START PROVIDED DATA

// Basic library: the global functions every chunk expects. Each entry is
// a host function over the stack API; argument errors follow the
// reference wording ("bad argument #n to 'f'").

use crate::compiler::parse_number::{str_to_integer_radix, str_to_number};
use crate::gc::TableId;
use crate::lua_value::Value;
use crate::lua_vm::execute::{protected_call, tostring_value};
use crate::lua_vm::{LuaError, LuaResult, LuaVM, RecoveryKind, TagMethod};

pub fn open(vm: &mut LuaVM) {
    let g = vm.globals();
    super::register_into(
        vm,
        g,
        &[
            ("assert", lua_assert),
            ("collectgarbage", lua_collectgarbage),
            ("error", lua_error),
            ("getmetatable", lua_getmetatable),
            ("ipairs", lua_ipairs),
            ("load", lua_load),
            ("next", lua_next),
            ("pairs", lua_pairs),
            ("pcall", lua_pcall),
            ("print", lua_print),
            ("rawequal", lua_rawequal),
            ("rawget", lua_rawget),
            ("rawlen", lua_rawlen),
            ("rawset", lua_rawset),
            ("select", lua_select),
            ("setmetatable", lua_setmetatable),
            ("tonumber", lua_tonumber),
            ("tostring", lua_tostring),
            ("type", lua_type),
            ("xpcall", lua_xpcall),
        ],
    );
}

fn arg_error(vm: &mut LuaVM, n: usize, fname: &str, extra: &str) -> LuaError {
    let msg = format!("bad argument #{} to '{}' ({})", n, fname, extra);
    vm.runtime_error(&msg)
}

fn check_table(vm: &mut LuaVM, n: usize, fname: &str) -> LuaResult<TableId> {
    match vm.arg(n) {
        Value::Table(t) => Ok(t),
        v => {
            let extra = format!("table expected, got {}", v.type_name());
            Err(arg_error(vm, n, fname, &extra))
        }
    }
}

fn lua_print(vm: &mut LuaVM) -> LuaResult<usize> {
    let n = vm.arg_count();
    let mut parts = Vec::with_capacity(n);
    for i in 1..=n {
        let v = vm.arg(i);
        let s = tostring_value(vm, v)?;
        parts.push(vm.string_of(&s).unwrap_or_default());
    }
    println!("{}", parts.join("\t"));
    Ok(0)
}

fn lua_type(vm: &mut LuaVM) -> LuaResult<usize> {
    if vm.arg_count() < 1 {
        return Err(arg_error(vm, 1, "type", "value expected"));
    }
    let name = vm.arg(1).type_name();
    let v = vm.new_str_value(name);
    vm.push(v);
    Ok(1)
}

fn lua_tostring(vm: &mut LuaVM) -> LuaResult<usize> {
    if vm.arg_count() < 1 {
        return Err(arg_error(vm, 1, "tostring", "value expected"));
    }
    let v = vm.arg(1);
    let s = tostring_value(vm, v)?;
    vm.push(s);
    Ok(1)
}

fn lua_tonumber(vm: &mut LuaVM) -> LuaResult<usize> {
    let v = vm.arg(1);
    if vm.arg_count() >= 2 && !vm.arg(2).is_nil() {
        let base = match vm.arg(2).as_int() {
            Some(b) if (2..=36).contains(&b) => b as u32,
            _ => return Err(arg_error(vm, 2, "tonumber", "base out of range")),
        };
        let parsed = match v {
            Value::Str(id) => vm
                .pool
                .string(id)
                .as_str()
                .and_then(|s| str_to_integer_radix(s, base))
                .map(Value::Int),
            _ => {
                let extra = format!("string expected, got {}", v.type_name());
                return Err(arg_error(vm, 1, "tonumber", &extra));
            }
        };
        vm.push(parsed.unwrap_or(Value::Nil));
        return Ok(1);
    }
    let out = match v {
        Value::Int(_) | Value::Float(_) => v,
        Value::Str(id) => {
            let text = vm.pool.string(id).as_str().map(|s| s.to_string());
            match text.and_then(|s| str_to_number(&s)) {
                Some(n) => n,
                None => Value::Nil,
            }
        }
        _ => Value::Nil,
    };
    vm.push(out);
    Ok(1)
}

fn lua_ipairs(vm: &mut LuaVM) -> LuaResult<usize> {
    if vm.arg_count() < 1 {
        return Err(arg_error(vm, 1, "ipairs", "value expected"));
    }
    let t = vm.arg(1);
    let iter = vm.push_host_closure(ipairs_iterator, Vec::new());
    vm.push(iter);
    vm.push(t);
    vm.push(Value::Int(0));
    Ok(3)
}

fn ipairs_iterator(vm: &mut LuaVM) -> LuaResult<usize> {
    let t = vm.arg(1);
    let i = vm.arg(2).as_int().unwrap_or(0) + 1;
    let v = vm.get_field(t, &Value::Int(i))?;
    if v.is_nil() {
        vm.push(Value::Nil);
        Ok(1)
    } else {
        vm.push(Value::Int(i));
        vm.push(v);
        Ok(2)
    }
}

fn lua_next(vm: &mut LuaVM) -> LuaResult<usize> {
    let t = check_table(vm, 1, "next")?;
    let key = vm.arg(2);
    match vm.table_next(t, &key)? {
        Some((k, v)) => {
            vm.push(k);
            vm.push(v);
            Ok(2)
        }
        None => {
            vm.push(Value::Nil);
            Ok(1)
        }
    }
}

fn lua_pairs(vm: &mut LuaVM) -> LuaResult<usize> {
    if vm.arg_count() < 1 {
        return Err(arg_error(vm, 1, "pairs", "value expected"));
    }
    let t = vm.arg(1);
    let tm = crate::lua_vm::execute::tm_by_value(vm, &t, TagMethod::Pairs);
    if !tm.is_nil() {
        let results = vm.call_function(tm, &[t])?;
        for i in 0..3 {
            vm.push(results.get(i).copied().unwrap_or(Value::Nil));
        }
        return Ok(3);
    }
    let next = vm.push_host_closure(lua_next, Vec::new());
    vm.push(next);
    vm.push(t);
    vm.push(Value::Nil);
    Ok(3)
}

fn lua_select(vm: &mut LuaVM) -> LuaResult<usize> {
    let n = vm.arg_count();
    let first = vm.arg(1);
    if let Value::Str(id) = first {
        if vm.pool.string(id).as_bytes() == b"#" {
            vm.push(Value::Int(n as i64 - 1));
            return Ok(1);
        }
    }
    let idx = match first.as_int() {
        Some(i) if i != 0 => i,
        _ => return Err(arg_error(vm, 1, "select", "number expected")),
    };
    let start = if idx < 0 {
        let back = (-idx) as usize;
        if back > n - 1 {
            return Err(arg_error(vm, 1, "select", "index out of range"));
        }
        n - back + 1
    } else {
        (idx as usize) + 1
    };
    let mut count = 0;
    for i in start..=n {
        let v = vm.arg(i);
        vm.push(v);
        count += 1;
    }
    Ok(count)
}

fn lua_rawget(vm: &mut LuaVM) -> LuaResult<usize> {
    let t = check_table(vm, 1, "rawget")?;
    let k = vm.arg(2);
    let v = vm.raw_get(t, &k);
    vm.push(v);
    Ok(1)
}

fn lua_rawset(vm: &mut LuaVM) -> LuaResult<usize> {
    let t = check_table(vm, 1, "rawset")?;
    let k = vm.arg(2);
    let v = vm.arg(3);
    vm.raw_set(t, k, v)?;
    vm.push(Value::Table(t));
    Ok(1)
}

fn lua_rawequal(vm: &mut LuaVM) -> LuaResult<usize> {
    if vm.arg_count() < 2 {
        return Err(arg_error(vm, 2, "rawequal", "value expected"));
    }
    let a = vm.arg(1);
    let b = vm.arg(2);
    let eq = a.raw_equal(&b, &vm.pool);
    vm.push(Value::Bool(eq));
    Ok(1)
}

fn lua_rawlen(vm: &mut LuaVM) -> LuaResult<usize> {
    let v = vm.arg(1);
    let len = match v {
        Value::Table(t) => vm.raw_len(t),
        Value::Str(id) => vm.pool.string(id).len() as i64,
        _ => {
            return Err(arg_error(vm, 1, "rawlen", "table or string expected"));
        }
    };
    vm.push(Value::Int(len));
    Ok(1)
}

fn lua_setmetatable(vm: &mut LuaVM) -> LuaResult<usize> {
    let t = check_table(vm, 1, "setmetatable")?;
    let mt = match vm.arg(2) {
        Value::Nil => None,
        Value::Table(m) => Some(m),
        _ => {
            return Err(arg_error(vm, 2, "setmetatable", "nil or table expected"));
        }
    };
    // A __metatable field protects the current metatable.
    if let Some(cur) = vm.get_metatable(&Value::Table(t)) {
        let guard = crate::lua_vm::execute::get_tm(vm, cur, TagMethod::Metatable);
        if !guard.is_nil() {
            return Err(vm.runtime_error("cannot change a protected metatable"));
        }
    }
    vm.set_metatable(&Value::Table(t), mt)?;
    vm.push(Value::Table(t));
    Ok(1)
}

fn lua_getmetatable(vm: &mut LuaVM) -> LuaResult<usize> {
    let v = vm.arg(1);
    match vm.get_metatable(&v) {
        None => {
            vm.push(Value::Nil);
        }
        Some(mt) => {
            let guard = crate::lua_vm::execute::get_tm(vm, mt, TagMethod::Metatable);
            if guard.is_nil() {
                vm.push(Value::Table(mt));
            } else {
                vm.push(guard);
            }
        }
    }
    Ok(1)
}

fn lua_assert(vm: &mut LuaVM) -> LuaResult<usize> {
    if vm.arg_count() < 1 {
        return Err(arg_error(vm, 1, "assert", "value expected"));
    }
    let v = vm.arg(1);
    if v.is_falsy() {
        let msg = vm.arg(2);
        if msg.is_nil() {
            return Err(vm.runtime_error("assertion failed!"));
        }
        vm.set_error_value(msg);
        return Err(LuaError::RuntimeError);
    }
    // Pass all arguments through.
    let n = vm.arg_count();
    for i in 1..=n {
        let v = vm.arg(i);
        vm.push(v);
    }
    Ok(n)
}

fn lua_error(vm: &mut LuaVM) -> LuaResult<usize> {
    let msg = vm.arg(1);
    let level = vm.arg(2).as_int().unwrap_or(1);
    let obj = match msg {
        Value::Str(id) if level >= 1 => {
            // Prefix string errors with the caller's position.
            let text = vm.pool.string_display(id);
            match vm.current_position() {
                Some((src, line)) => {
                    let full = format!("{}:{}: {}", src, line, text);
                    vm.new_str_value(&full)
                }
                None => msg,
            }
        }
        _ => msg,
    };
    vm.set_error_value(obj);
    Err(LuaError::RuntimeError)
}

fn lua_pcall(vm: &mut LuaVM) -> LuaResult<usize> {
    if vm.arg_count() < 1 {
        return Err(arg_error(vm, 1, "pcall", "value expected"));
    }
    let func_idx = vm.arg_index(1);
    let (ok, n) = protected_call(vm, func_idx, None, RecoveryKind::Pcall)?;
    // Insert the status boolean before the results.
    let th = vm.current_thread_id();
    let t = vm.pool.thread_mut(th);
    t.ensure_stack(t.top + 1);
    let mut i = t.top;
    while i > func_idx {
        let v = t.get(i - 1);
        t.set(i, v);
        i -= 1;
    }
    t.set(func_idx, Value::Bool(ok));
    let new_top = func_idx + n + 1;
    t.set_top(new_top);
    Ok(n + 1)
}

fn lua_xpcall(vm: &mut LuaVM) -> LuaResult<usize> {
    if vm.arg_count() < 2 {
        return Err(arg_error(vm, 2, "xpcall", "value expected"));
    }
    let f = vm.arg(1);
    let handler_idx = vm.arg_index(2);
    let nargs = vm.arg_count() - 2;
    // Re-stage the call above the handler so it survives the unwind.
    let call_at = vm.top();
    vm.push(f);
    for i in 0..nargs {
        let v = vm.arg(3 + i);
        vm.push(v);
    }
    let (ok, n) = protected_call(vm, call_at, Some(handler_idx), RecoveryKind::Xpcall)?;
    let th = vm.current_thread_id();
    let t = vm.pool.thread_mut(th);
    t.ensure_stack(t.top + 1);
    let mut i = t.top;
    while i > call_at {
        let v = t.get(i - 1);
        t.set(i, v);
        i -= 1;
    }
    t.set(call_at, Value::Bool(ok));
    t.set_top(call_at + n + 1);
    Ok(n + 1)
}

fn lua_collectgarbage(vm: &mut LuaVM) -> LuaResult<usize> {
    let opt = match vm.arg(1) {
        Value::Nil => "collect".to_string(),
        Value::Str(id) => vm.pool.string_display(id),
        _ => return Err(arg_error(vm, 1, "collectgarbage", "string expected")),
    };
    match opt.as_str() {
        "collect" => {
            vm.gc_collect()?;
            vm.push(Value::Int(0));
        }
        "stop" => {
            vm.gc_stop();
            vm.push(Value::Int(0));
        }
        "restart" => {
            vm.gc_restart();
            vm.push(Value::Int(0));
        }
        "step" => {
            vm.gc_step();
            vm.push(Value::Bool(true));
        }
        "count" => {
            let kb = vm.gc_count_bytes() as f64 / 1024.0;
            vm.push(Value::Float(kb));
        }
        "isrunning" => {
            let running = vm.gc_is_running();
            vm.push(Value::Bool(running));
        }
        "setpause" => {
            let p = vm.arg(2).as_int().unwrap_or(200) as i32;
            let old = vm.gc_set_pause(p);
            vm.push(Value::Int(old as i64));
        }
        "setstepmul" => {
            let m = vm.arg(2).as_int().unwrap_or(200) as i32;
            let old = vm.gc_set_step_multiplier(m);
            vm.push(Value::Int(old as i64));
        }
        _ => {
            return Err(arg_error(vm, 1, "collectgarbage", "invalid option"));
        }
    }
    Ok(1)
}

fn lua_load(vm: &mut LuaVM) -> LuaResult<usize> {
    let chunk = vm.arg(1);
    let chunkname = match vm.arg(2) {
        Value::Str(id) => vm.pool.string_display(id),
        _ => "=(load)".to_string(),
    };
    let mode = match vm.arg(3) {
        Value::Str(id) => match vm.pool.string(id).as_bytes() {
            b"t" => crate::lua_vm::LoadMode::Text,
            b"b" => crate::lua_vm::LoadMode::Binary,
            _ => crate::lua_vm::LoadMode::Both,
        },
        _ => crate::lua_vm::LoadMode::Both,
    };
    let bytes: Vec<u8> = match chunk {
        Value::Str(id) => vm.pool.string(id).as_bytes().to_vec(),
        Value::Func(_) => {
            // Reader function: concatenate the pieces it returns.
            let mut out = Vec::new();
            loop {
                let piece = vm.call_function(chunk, &[])?;
                match piece.first() {
                    Some(Value::Str(id)) => {
                        let b = vm.pool.string(*id).as_bytes();
                        if b.is_empty() {
                            break;
                        }
                        out.extend_from_slice(b);
                    }
                    _ => break,
                }
            }
            out
        }
        _ => {
            return Err(arg_error(vm, 1, "load", "string or function expected"));
        }
    };
    let loaded = vm.load(
        Box::new(crate::compiler::SliceReader::new(&bytes)),
        &chunkname,
        mode,
    );
    match loaded {
        Ok(f) => {
            vm.push(f);
            Ok(1)
        }
        Err(_) => {
            let err = vm.take_error_value();
            vm.push(Value::Nil);
            vm.push(err);
            Ok(2)
        }
    }
}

END PROVIDED DATA

Copy each line of the listing that includes "full".

                    let full = format!("{}:{}: {}", src, line, text);
                    vm.new_str_value(&full)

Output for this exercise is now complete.